Association Between Gestational Diabetes and Incident Maternal CKD: The Coronary Artery Risk Development in Young Adults (CARDIA) Study.Am J Kidney Dis. 2018 01; 71(1):112-122.AJ
Gestational diabetes mellitus (GDM) is associated with increased risk for diabetes mellitus, metabolic syndrome, and cardiovascular disease.

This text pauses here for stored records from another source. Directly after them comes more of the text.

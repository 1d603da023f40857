//! Marker preparation for a map renderer.
//!
//! Country and state views show every located record, bucketed by the city
//! participant total. City views show the institutions of that one city.

use serde::Serialize;
use std::collections::BTreeMap;

use crate::stats::StatTable;
use crate::views::View;

const REGIONAL_MAX_SIZE: f64 = 100.0;
const CITY_MAX_SIZE: f64 = 200.0;
const SIZE_PER_PARTICIPANT: f64 = 5.0;

#[derive(Clone, Debug, PartialEq, Serialize)]
pub struct Marker {
    pub label: String,
    pub latitude: f64,
    pub longitude: f64,
    /// Marker area in points squared.
    pub size: f64,
    /// Position on the color ramp, 0.0 to 1.0.
    pub intensity: f64,
}

pub fn markers_for_view(view: &View, stats: &StatTable) -> Vec<Marker> {
    if view.is_regional() {
        regional_markers(stats)
    } else {
        city_markers(&view.name, stats)
    }
}

fn regional_markers(stats: &StatTable) -> Vec<Marker> {
    let mut groups: BTreeMap<u64, Vec<(&str, f64, f64)>> = BTreeMap::new();
    for record in stats {
        if let Some(c) = record.coordinate() {
            groups
                .entry(record.city_participants_total)
                .or_default()
                .push((record.city.as_str(), c.latitude, c.longitude));
        }
    }

    // smallest total gets the top of the ramp
    let steps = groups.len().saturating_sub(1).max(1) as f64;
    let mut markers = Vec::new();
    for (rank, (total, members)) in groups.into_iter().enumerate() {
        let size = (total as f64 * SIZE_PER_PARTICIPANT).min(REGIONAL_MAX_SIZE);
        let intensity = 1.0 - rank as f64 / steps;
        for (city, latitude, longitude) in members {
            markers.push(Marker {
                label: format!("{} ({})", city, total),
                latitude,
                longitude,
                size,
                intensity,
            });
        }
    }
    markers
}

fn city_markers(city: &str, stats: &StatTable) -> Vec<Marker> {
    let max = stats
        .in_city(city)
        .map(|r| r.total_participants)
        .max()
        .unwrap_or(0);

    stats
        .in_city(city)
        .filter_map(|record| {
            let c = record.coordinate()?;
            let participants = record.total_participants as f64;
            Some(Marker {
                label: record.institution_name.clone(),
                latitude: c.latitude,
                longitude: c.longitude,
                size: (participants * SIZE_PER_PARTICIPANT).min(CITY_MAX_SIZE),
                intensity: if max > 0 {
                    participants / max as f64
                } else {
                    0.0
                },
            })
        })
        .collect()
}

We evaluated whether GDM is associated with incident chronic kidney disease (CKD), controlling for prepregnancy risk factors for both conditions.
SETTING & PARTICIPANTS
Of 2,747 women (aged 18-30 years) enrolled in the Coronary Artery Risk Development in Young Adults (CARDIA) Study in 1985 to 86, we studied 820 who were nulliparous at enrollment, delivered at least 1 pregnancy longer than 20 weeks' gestation, and had kidney function measurements during 25 years of follow-up.

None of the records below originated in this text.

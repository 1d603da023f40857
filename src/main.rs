use chrono::Local;
use clap::{Args, Parser, Subcommand, ValueEnum};
use std::error::Error;
use std::path::PathBuf;

use lecture_map::config::{CONFIG_ENV, Config};
use lecture_map::export::{stats_to_csv, stats_to_json, stats_to_text};
use lecture_map::import::{import_files, remove_imported};
use lecture_map::markers::markers_for_view;
use lecture_map::views::{Upsert, View, ViewCatalog};
use lecture_map::{
    Coordinate, CoordinateCache, EventForm, EventStore, GeoResolver, LoadNotice, Loaded, Offline,
    RecomputeOutcome, load_or_init, open_store, recompute_and_save,
};

#[derive(Parser)]
#[command(name = "lecture-map", version, about = "Record outreach events and aggregate them for the map")]
struct Cli {
    /// JSON config file
    #[arg(long, global = true, env = CONFIG_ENV)]
    config: Option<PathBuf>,

    /// Workbook (.xlsx) or snapshot (.bin.gz) to use instead of the configured one
    #[arg(long, global = true)]
    workbook: Option<PathBuf>,

    /// Never contact the geocoding service
    #[arg(long, global = true)]
    offline: bool,

    #[command(subcommand)]
    command: Command,
}

#[derive(Subcommand)]
enum Command {
    /// Record one event and recalculate the statistics
    Add(AddArgs),
    /// Rebuild the statistics from scratch, geocoding every group again
    Recalc,
    /// Import events from spreadsheet or CSV files
    Import {
        files: Vec<PathBuf>,
        /// Delete input files whose rows were all imported
        #[arg(long)]
        remove_imported: bool,
    },
    /// Print the statistics table
    Stats {
        #[arg(long, value_enum, default_value_t = Format::Table)]
        format: Format,
    },
    /// Suggest address fields for an institution name
    Lookup { name: String },
    /// Manage map views
    Views {
        #[command(subcommand)]
        action: ViewsCommand,
    },
    /// Print the markers for a view as JSON
    Markers { view: String },
    /// Copy the workbook into the archive directory
    Archive {
        /// Start over with empty tables after archiving
        #[arg(long)]
        clear: bool,
    },
}

#[derive(Args)]
struct AddArgs {
    /// Event date, defaults to today
    #[arg(long)]
    date: Option<String>,
    #[arg(long)]
    name: String,
    #[arg(long)]
    address: String,
    #[arg(long)]
    city: String,
    #[arg(long)]
    state: String,
    #[arg(long = "plz")]
    postal_code: String,
    #[arg(long)]
    tables: String,
    #[arg(long)]
    participants: String,
    /// Known latitude, skips the lookup for a new institution
    #[arg(long, requires = "lon", allow_hyphen_values = true)]
    lat: Option<f64>,
    /// Known longitude
    #[arg(long, requires = "lat", allow_hyphen_values = true)]
    lon: Option<f64>,
}

#[derive(Subcommand)]
enum ViewsCommand {
    /// List all views
    List,
    /// Add a view or update the one with the same name
    Add {
        name: String,
        #[arg(long, allow_hyphen_values = true)]
        lat: f64,
        #[arg(long, allow_hyphen_values = true)]
        lon: f64,
        #[arg(long, allow_hyphen_values = true)]
        llc_lat: f64,
        #[arg(long, allow_hyphen_values = true)]
        llc_lon: f64,
        #[arg(long, allow_hyphen_values = true)]
        urc_lat: f64,
        #[arg(long, allow_hyphen_values = true)]
        urc_lon: f64,
    },
    /// Remove a view
    Remove { name: String },
    /// Build a view from a city search
    Lookup {
        city: String,
        state: String,
        /// Store the view instead of only printing it
        #[arg(long)]
        save: bool,
    },
}

#[derive(Clone, Copy, ValueEnum)]
enum Format {
    Table,
    Csv,
    Json,
}

fn main() -> Result<(), Box<dyn Error>> {
    env_logger::Builder::from_env(env_logger::Env::default().default_filter_or("info")).init();

    let cli = Cli::parse();
    let mut config = Config::load(cli.config.as_deref())?;
    if let Some(workbook) = cli.workbook {
        config.workbook_path = workbook;
    }

    match cli.command {
        Command::Add(args) => add_event(&config, cli.offline, args),
        Command::Recalc => {
            let store = open_store(&config.workbook_path)?;
            let mut resolver = resolver(&config, cli.offline)?;
            let events = store.load_events()?;
            let outcome = recompute_and_save(
                store.as_ref(),
                &events,
                None,
                &CoordinateCache::new(),
                &mut resolver,
            );
            report(&outcome)?;
            println!("Recalculation complete: {} groups", outcome.table.len());
            Ok(())
        }
        Command::Import {
            files,
            remove_imported: remove,
        } => import(&config, cli.offline, &files, remove),
        Command::Stats { format } => {
            let store = open_store(&config.workbook_path)?;
            let loaded = load(store.as_ref(), &mut resolver(&config, cli.offline)?)?;
            match format {
                Format::Table => print!("{}", stats_to_text(&loaded.stats)),
                Format::Csv => print!("{}", stats_to_csv(&loaded.stats)?),
                Format::Json => println!("{}", stats_to_json(&loaded.stats)?),
            }
            Ok(())
        }
        Command::Lookup { name } => {
            let place = lookup_place(&config, cli.offline, &name)?;
            let suggestion = lecture_map::place::suggest_address(&place)?;
            println!("{}", serde_json::to_string_pretty(&suggestion)?);
            Ok(())
        }
        Command::Views { action } => views(&config, cli.offline, action),
        Command::Markers { view } => {
            let catalog = ViewCatalog::load(&config.views_path)?;
            let view = catalog
                .get(&view)
                .ok_or_else(|| format!("No view named {}", view))?;
            let store = open_store(&config.workbook_path)?;
            let loaded = load(store.as_ref(), &mut resolver(&config, cli.offline)?)?;
            let markers = markers_for_view(view, &loaded.stats);
            println!("{}", serde_json::to_string_pretty(&markers)?);
            Ok(())
        }
        Command::Archive { clear } => {
            let store = open_store(&config.workbook_path)?;
            let target = if clear {
                lecture_map::archive::archive_and_clear(store.as_ref(), &config.archive_dir, Local::now())?
            } else {
                lecture_map::archive::archive_workbook(store.location(), &config.archive_dir, Local::now())?
            };
            println!("Archiving complete: {}", target.display());
            Ok(())
        }
    }
}

fn add_event(config: &Config, offline: bool, args: AddArgs) -> Result<(), Box<dyn Error>> {
    let form = EventForm {
        date: args.date.unwrap_or_else(today),
        institution_name: args.name,
        address: args.address,
        city: args.city,
        state: args.state,
        postal_code: args.postal_code,
        tables: args.tables,
        participants: args.participants,
    };
    let event = form.validate()?;

    let store = open_store(&config.workbook_path)?;
    let mut resolver = resolver(config, offline)?;
    let Loaded {
        mut events, stats, ..
    } = load(store.as_ref(), &mut resolver)?;

    let mut cache = CoordinateCache::from_table(&stats);
    let known = match (args.lat, args.lon) {
        (Some(latitude), Some(longitude)) => Some(Coordinate {
            latitude,
            longitude,
        }),
        _ => None,
    };
    // A rebuild visits the first event's group first, so the seed only
    // belongs to this event when the log was empty.
    let seed = match known {
        Some(coordinate) if events.is_empty() => Some(coordinate),
        Some(coordinate) => {
            if stats.get(&event.institution_name, &event.city).is_none() {
                cache.insert(&event.institution_name, &event.city, coordinate);
            }
            None
        }
        None => None,
    };

    events.push(event);
    let outcome = recompute_and_save(store.as_ref(), &events, seed, &cache, &mut resolver);
    report(&outcome)?;
    println!("Data saved successfully!");
    Ok(())
}

fn import(config: &Config, offline: bool, files: &[PathBuf], remove: bool) -> Result<(), Box<dyn Error>> {
    let result = import_files(files);
    for (file, reason) in &result.skipped_files {
        eprintln!("Skipped {}: {}", file.display(), reason);
    }
    for rejection in &result.rejected {
        eprintln!(
            "Not processed: {} line {}: {}",
            rejection.file.display(),
            rejection.line,
            rejection.reason
        );
    }
    if !result.is_clean() {
        eprintln!("Files with problems were kept; correct them and import them again.");
    }
    if result.accepted.is_empty() {
        println!("Nothing to import");
        return Ok(());
    }

    let store = open_store(&config.workbook_path)?;
    let mut resolver = resolver(config, offline)?;
    let Loaded {
        mut events, stats, ..
    } = load(store.as_ref(), &mut resolver)?;
    let cache = CoordinateCache::from_table(&stats);
    events.extend(result.accepted.iter().cloned());

    let outcome = recompute_and_save(store.as_ref(), &events, None, &cache, &mut resolver);
    report(&outcome)?;
    println!("Bulk import complete: {} events added", result.accepted.len());

    if remove {
        for file in remove_imported(&result)? {
            println!("Removed {}", file.display());
        }
    }
    Ok(())
}

fn views(config: &Config, offline: bool, action: ViewsCommand) -> Result<(), Box<dyn Error>> {
    let mut catalog = ViewCatalog::load(&config.views_path)?;
    match action {
        ViewsCommand::List => {
            for view in catalog.views() {
                println!(
                    "{}: center ({}, {}), ({}, {}) - ({}, {})",
                    view.name,
                    view.lat_0,
                    view.lon_0,
                    view.llcrnrlat,
                    view.llcrnrlon,
                    view.urcrnrlat,
                    view.urcrnrlon
                );
            }
        }
        ViewsCommand::Add {
            name,
            lat,
            lon,
            llc_lat,
            llc_lon,
            urc_lat,
            urc_lon,
        } => {
            let view = View {
                name,
                lat_0: lat,
                lon_0: lon,
                llcrnrlat: llc_lat,
                llcrnrlon: llc_lon,
                urcrnrlat: urc_lat,
                urcrnrlon: urc_lon,
            };
            let upsert = catalog.upsert(view)?;
            catalog.save()?;
            match upsert {
                Upsert::Added => println!("View saved successfully"),
                Upsert::Updated => println!("View updated successfully"),
            }
        }
        ViewsCommand::Remove { name } => {
            catalog.remove(&name)?;
            catalog.save()?;
            println!("View removed successfully");
        }
        ViewsCommand::Lookup { city, state, save } => {
            let place = lookup_place(config, offline, &format!("{}, {}", city, state))?;
            let view = View::from_place(&place)?;
            println!("{}", serde_json::to_string_pretty(&view)?);
            if save {
                catalog.upsert(view)?;
                catalog.save()?;
            }
        }
    }
    Ok(())
}

fn load(store: &dyn EventStore, resolver: &mut dyn GeoResolver) -> Result<Loaded, Box<dyn Error>> {
    let loaded = load_or_init(store, resolver)?;
    match loaded.notice {
        Some(LoadNotice::Created) => eprintln!(
            "{} not found, created new file",
            store.location().display()
        ),
        Some(LoadNotice::EventsMissing) => eprintln!("Events sheet not found, Stats reset"),
        Some(LoadNotice::StatsRebuilt) => {
            eprintln!("Stats sheet not found, created new from values in Events sheet")
        }
        None => {}
    }
    Ok(loaded)
}

fn report(outcome: &RecomputeOutcome) -> Result<(), Box<dyn Error>> {
    for warning in &outcome.warnings {
        eprintln!("Coordinates not found: {}", warning);
    }
    if !outcome.saved {
        return Err("Data not saved. Please check that the Excel file is not open and try again.".into());
    }
    Ok(())
}

fn resolver(config: &Config, offline: bool) -> Result<Box<dyn GeoResolver>, Box<dyn Error>> {
    if offline {
        return Ok(Box::new(Offline));
    }
    #[cfg(feature = "nominatim")]
    let resolver: Box<dyn GeoResolver> = {
        use lecture_map::{RateLimited, Retry, nominatim::Nominatim};
        let geocoder = &config.geocoder;
        let client = Nominatim::new(geocoder.clone())?;
        Box::new(Retry::new(
            RateLimited::new(client, geocoder.requests_per_second),
            geocoder.retries,
        ))
    };
    #[cfg(not(feature = "nominatim"))]
    let resolver: Box<dyn GeoResolver> = {
        let _ = config;
        log::warn!("built without the nominatim feature, coordinates will not be resolved");
        Box::new(Offline)
    };
    Ok(resolver)
}

#[cfg(feature = "nominatim")]
fn lookup_place(
    config: &Config,
    offline: bool,
    text: &str,
) -> Result<lecture_map::place::Place, Box<dyn Error>> {
    if offline {
        return Err("address lookup needs the geocoding service".into());
    }
    let client = lecture_map::nominatim::Nominatim::new(config.geocoder.clone())?;
    match client.lookup_place(text)? {
        Some(place) => Ok(place),
        None => Err(lecture_map::place::AddressError::NotFound(text.to_string()).into()),
    }
}

#[cfg(not(feature = "nominatim"))]
fn lookup_place(
    _config: &Config,
    _offline: bool,
    _text: &str,
) -> Result<lecture_map::place::Place, Box<dyn Error>> {
    Err("built without the nominatim feature".into())
}

fn today() -> String {
    Local::now().format("%d.%m.%Y").to_string()
}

GDM was self-reported by women for each pregnancy.
CKD was defined as the development of estimated glomerular filtration rate (eGFR)<60mL/min/1.73m2 or urine albumin-creatinine ratio ≥ 25mg/g at any one CARDIA examination in years 10, 15, 20, or 25.
HRs for developing CKD were estimated for women who developed GDM versus women without GDM using complementary log-log models, adjusting for prepregnancy age, systolic blood pressure, dyslipidemia, body mass index, smoking, education, eGFR, fasting glucose concentration, physical activity level (all measured at the CARDIA examination before the first pregnancy), race, and family history of diabetes. We explored for an interaction between race and GDM.
During a mean follow-up of 20.8 years, 105 of 820 (12.8%) women developed CKD, predominantly increased urine albumin excretion (98 albuminuria only, 4 decreased eGFR only, and 3 both). There was evidence of a GDM-race interaction on CKD risk (P=0.06). Among black women, the adjusted HR for CKD was 1.96 (95% CI, 1.04-3.67) in GDM compared with those without GDM. Among white women, the HR was 0.65 (95% CI, 0.23-1.83).
Albuminuria was assessed by single untimed measurements of urine albumin and creatinine.
GDM is associated with the subsequent development of albuminuria among black women in CARDIA.